A number of other New Jersey statutes authorize the recovery of treble damages. See, e.g., N.J.S.A. 2A:18-61.6 (fraudulent eviction), 2A:33-2 (impounding distressed chattels), 17:33A-7 (insurance fraud), 46:10A-2 (mortgage financing), 56:4-2 (unfair competition).
Kimber Petroleum and Solar Oil argue that arbitration is an inadequate alternative forum for challenging the validity of DEP’s Directives because only the amount of costs can be challenged in that forum. We do not agree with the implied narrow reading of N.J.S.A. 58:10-23.1 In. The scope of the arbitrator’s powers under that section is clearly broad enough to cover and challenge brought to the validity of any aspect of a directive. However, the DEP maintains that no recourse to the fund or its arbitration procedures may be had by a partially responsible discharger. Thus the remedy is illusory in almost all cases.

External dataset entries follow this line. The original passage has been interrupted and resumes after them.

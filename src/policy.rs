//! policy.rs — From raw scores to a ranked candidate list, plus the
//! auto-confirmation rule. Pure and synchronous, like the scoring engine.

use serde::Serialize;

use crate::catalog::DeckProfile;
use crate::config::Tuning;
use crate::scoring::{ScoreBreakdown, ScoreOutcome};

/// Probability cap for any single candidate; we never claim certainty.
const PROBABILITY_CAP: f32 = 0.99;
/// Raw score that maps to the base-probability ceiling.
const SCORE_SCALE: f32 = 200.0;
const BASE_PROBABILITY_CAP: f32 = 0.9;
/// Meta share tops out at a +0.10 probability adjustment.
const META_ADJUSTMENT_WEIGHT: f32 = 0.1;

/// Discrete trust label for a candidate's probability, gated by both score
/// and sample size.
#[derive(Debug, Clone, Copy, PartialEq, Eq, PartialOrd, Ord, Serialize)]
#[serde(rename_all = "kebab-case")]
pub enum Confidence {
    VeryLow,
    Low,
    Medium,
    High,
    VeryHigh,
}

/// One ranked candidate. Rebuilt from scratch every observation; candidates
/// from the previous pass are discarded wholesale, never mutated.
#[derive(Debug, Clone, Serialize)]
pub struct ScoredCandidate {
    pub deck: DeckProfile,
    pub total: f32,
    pub breakdown: ScoreBreakdown,
    pub probability: f32,
    pub confidence: Confidence,
    pub matched_cards: Vec<String>,
    pub reasoning: Vec<String>,
}

/// `min(total/200, 0.9)` plus a small meta-share adjustment, capped at 0.99.
pub fn probability_for(total: f32, meta_share: f32) -> f32 {
    let base = (total / SCORE_SCALE).min(BASE_PROBABILITY_CAP);
    let meta_adjustment = (meta_share / 100.0) * META_ADJUSTMENT_WEIGHT;
    (base + meta_adjustment).min(PROBABILITY_CAP)
}

/// First tier from the top where both the score and the card-count floor
/// hold.
pub fn confidence_for(total: f32, cards_seen: usize) -> Confidence {
    if total >= 150.0 && cards_seen >= 4 {
        Confidence::VeryHigh
    } else if total >= 100.0 && cards_seen >= 3 {
        Confidence::High
    } else if total >= 50.0 && cards_seen >= 2 {
        Confidence::Medium
    } else if total >= 25.0 {
        Confidence::Low
    } else {
        Confidence::VeryLow
    }
}

/// Rank scored decks: drop non-positive totals entirely, keep the top N by
/// raw score, blend each probability with its share of the kept scores,
/// floor the leader, then re-rank by the blended probability (stable, so
/// ties keep their score order).
pub fn rank(
    outcomes: Vec<(DeckProfile, ScoreOutcome)>,
    cards_seen: usize,
    tuning: &Tuning,
) -> Vec<ScoredCandidate> {
    let mut candidates: Vec<ScoredCandidate> = outcomes
        .into_iter()
        .filter(|(_, out)| out.total > 0.0)
        .map(|(deck, out)| {
            let probability = probability_for(out.total, deck.meta_share);
            let confidence = confidence_for(out.total, cards_seen);
            ScoredCandidate {
                deck,
                total: out.total,
                breakdown: out.breakdown,
                probability,
                confidence,
                matched_cards: out.matched_cards,
                reasoning: out.reasoning,
            }
        })
        .collect();

    candidates.sort_by(|a, b| b.total.partial_cmp(&a.total).unwrap_or(std::cmp::Ordering::Equal));
    candidates.truncate(tuning.max_candidates);

    let score_sum: f32 = candidates.iter().map(|c| c.total).sum();
    if score_sum > 0.0 {
        let w = tuning.blend_model_weight;
        for c in candidates.iter_mut() {
            let share = c.total / score_sum;
            c.probability = (c.probability * w + share * (1.0 - w)).min(PROBABILITY_CAP);
        }
        // The score-ranked leader must always read as plausible.
        if let Some(top) = candidates.first_mut() {
            top.probability = top.probability.max(tuning.leader_probability_floor);
        }
    }

    // The blend can reorder relative to raw score.
    candidates.sort_by(|a, b| {
        b.probability
            .partial_cmp(&a.probability)
            .unwrap_or(std::cmp::Ordering::Equal)
    });
    candidates
}

/// All three gates must hold: probability, top confidence tier, evidence.
pub fn should_confirm(top: &ScoredCandidate, cards_seen: usize, tuning: &Tuning) -> bool {
    top.probability >= tuning.confirm_probability
        && top.confidence == Confidence::VeryHigh
        && cards_seen >= tuning.confirm_min_cards
}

The Woodland court based its determination on its conclusion that the Act’s post-enforcement arbitration provision satisfied the needs of parties claiming innocence of any wrongdoing. Some question arises, however, as to the adequacy of this provision for parties admitting responsibility but contesting the amount of money determined by the DEP as being required. One reading of the Act would find arbitration unavailable, at least to the extent of any contested amounts, in such a situation. See Tree Realty, Inc. v. Department of Treasury, 205 N.J.Super. 346, 349 (App.Div.1985) (any party in any way responsible for an offending discharge is fully liable and "there is no point in submitting the matter to arbitration."). Such a problem would not arise, however, if a good-cause defense was read into the Act.

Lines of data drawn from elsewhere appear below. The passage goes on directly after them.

// tests/properties.rs
//
// Invariants of the scoring and ranking model, checked through the public
// API rather than unit-level internals.

use std::sync::Arc;

use deck_oracle::{
    CardEvent, DeckProfile, PredictionSession, SessionState, StaticCatalog,
};

fn deck(json: serde_json::Value) -> DeckProfile {
    serde_json::from_value(json).unwrap()
}

fn red_deck_with_sig(meta: f32) -> DeckProfile {
    deck(serde_json::json!({
        "id": "red",
        "name": "Red",
        "colors": ["R"],
        "meta_share": meta,
        "signature_cards": [{ "name": "Torbran, Thane of Red Fell", "weight": 100.0 }],
        "key_cards": [{ "name": "Shock", "weight": 35.0 }]
    }))
}

#[tokio::test]
async fn color_veto_is_additive_not_removal() {
    // Off-color evidence buries a deck but must not delete it: the -50 is
    // a subtractive term, and strong card matches can still outweigh it.
    let mut s = PredictionSession::new(Arc::new(StaticCatalog::new(vec![red_deck_with_sig(0.0)])));
    s.observe_card(CardEvent::named("Forest").on_turn(1)).await.unwrap();
    let obs = s
        .observe_card(CardEvent::named("Torbran, Thane of Red Fell").on_turn(4))
        .await
        .unwrap();
    let top = &obs.predictions()[0];
    assert_eq!(top.breakdown.colors, -50.0);
    assert!(top.total > 0.0, "deck must stay in the ranking");

    // And the veto keeps the deck out of auto-confirmation: 2 cards and a
    // -50 drag never clear the very-high gates.
    assert_eq!(s.state(), SessionState::Predicting);
    assert!(s.confirmed_deck().is_none());
}

#[tokio::test]
async fn probability_bounds_hold_across_the_board() {
    let catalog = vec![
        red_deck_with_sig(100.0),
        deck(serde_json::json!({
            "id": "blue", "name": "Blue", "colors": ["U"], "meta_share": 1.0,
            "key_cards": [{ "name": "Opt", "weight": 10.0 }]
        })),
        deck(serde_json::json!({
            "id": "white", "name": "White", "colors": ["W"], "meta_share": 50.0,
            "signature_cards": [{ "name": "Torbran, Thane of Red Fell", "weight": 100.0 }]
        })),
    ];
    let mut s = PredictionSession::new(Arc::new(StaticCatalog::new(catalog)));
    for (name, turn) in [("Opt", 1), ("Shock", 2), ("Torbran, Thane of Red Fell", 4)] {
        let obs = s.observe_card(CardEvent::named(name).on_turn(turn)).await.unwrap();
        let predictions = obs.predictions();
        for c in predictions {
            assert!(
                (0.0..=0.99).contains(&c.probability),
                "probability {} out of bounds",
                c.probability
            );
        }
        if !predictions.is_empty() {
            assert!(
                predictions[0].probability >= 0.4,
                "leader must read as plausible, got {}",
                predictions[0].probability
            );
        }
    }
}

#[tokio::test]
async fn minimum_evidence_gate_holds() {
    let mut s = PredictionSession::new(Arc::new(StaticCatalog::new(vec![red_deck_with_sig(12.0)])));
    assert_eq!(s.state(), SessionState::Empty);
    let obs = s
        .observe_card(CardEvent::named("Torbran, Thane of Red Fell").on_turn(4))
        .await
        .unwrap();
    // Even a signature card alone is not enough signal.
    assert!(obs.predictions().is_empty());
    assert_eq!(s.state(), SessionState::Empty);
}

#[tokio::test]
async fn confirmation_is_one_way() {
    let mut s = PredictionSession::new(Arc::new(StaticCatalog::new(vec![red_deck_with_sig(12.0)])));
    s.observe_card(CardEvent::named("Mountain").on_turn(1)).await.unwrap();
    s.observe_card(CardEvent::named("Shock").on_turn(1)).await.unwrap();
    s.confirm_manually("red").expect("ranked");

    // No sequence of observations alone reverts a confirmed session, not
    // even a stream of cards that belong to no known deck.
    for name in ["Teferi, Hero of Dominaria", "Llanowar Elves", "Opt", "Swamp", "Island"] {
        s.observe_card(CardEvent::named(name).on_turn(5)).await.unwrap();
        assert_eq!(s.state(), SessionState::Confirmed);
    }
}

#[tokio::test]
async fn reset_is_idempotent_per_call() {
    let mut s = PredictionSession::new(Arc::new(StaticCatalog::new(vec![red_deck_with_sig(12.0)])));
    s.observe_card(CardEvent::named("Mountain").on_turn(1)).await.unwrap();

    s.reset();
    assert_eq!(s.stats().state, SessionState::Empty);
    assert_eq!(s.stats().game_number, 2);

    s.reset();
    assert_eq!(s.stats().state, SessionState::Empty);
    assert_eq!(s.stats().game_number, 3);
}

#[tokio::test]
async fn fresh_candidates_every_pass() {
    // A pass that loses its evidence quality must not inherit stale scores:
    // candidates are rebuilt from scratch each observation.
    let mut s = PredictionSession::new(Arc::new(StaticCatalog::new(vec![red_deck_with_sig(12.0)])));
    s.observe_card(CardEvent::named("Mountain").on_turn(1)).await.unwrap();
    let first = s
        .observe_card(CardEvent::named("Torbran, Thane of Red Fell").on_turn(4))
        .await
        .unwrap();
    let first_total = first.predictions()[0].total;

    // An off-color land drags the next pass down by exactly the color swing.
    let second = s.observe_card(CardEvent::named("Forest").on_turn(5)).await.unwrap();
    let second_total = second.predictions()[0].total;
    assert!(second_total < first_total);
}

Cf. Pennzoil v. Texaco, — U.S.-,---& nn. 10-11, 107 S.Ct. 1519, 1526-27 & nn. 10-11, 95 L.Ed.2d 1, 16-17 & nn. 10-11 (1987) (federal court should abstain from determining validity of state statute under the federal constitution in part to give the state courts an opportunity to modify the statute's interpretation in light of a state constitutional provision).
The need for action in this area, and, in particular, for state government action, was shown by a recent report that stated that nationally there are tens *84of thousands of abandoned toxic waste dumps, of which around 20,000 are seriously contaminated. By contrast, in the seven years that the federal statute CERCLA has been in place to protect the public from such contamination, only 13 sites have been completely cleaned up. New York Times, April 19, 1987, at E4, col. 1.
In addition, the DEP has the option of itemizing the amounts required by its directives in order to limit the extent of what can be reached by a good-cause defense.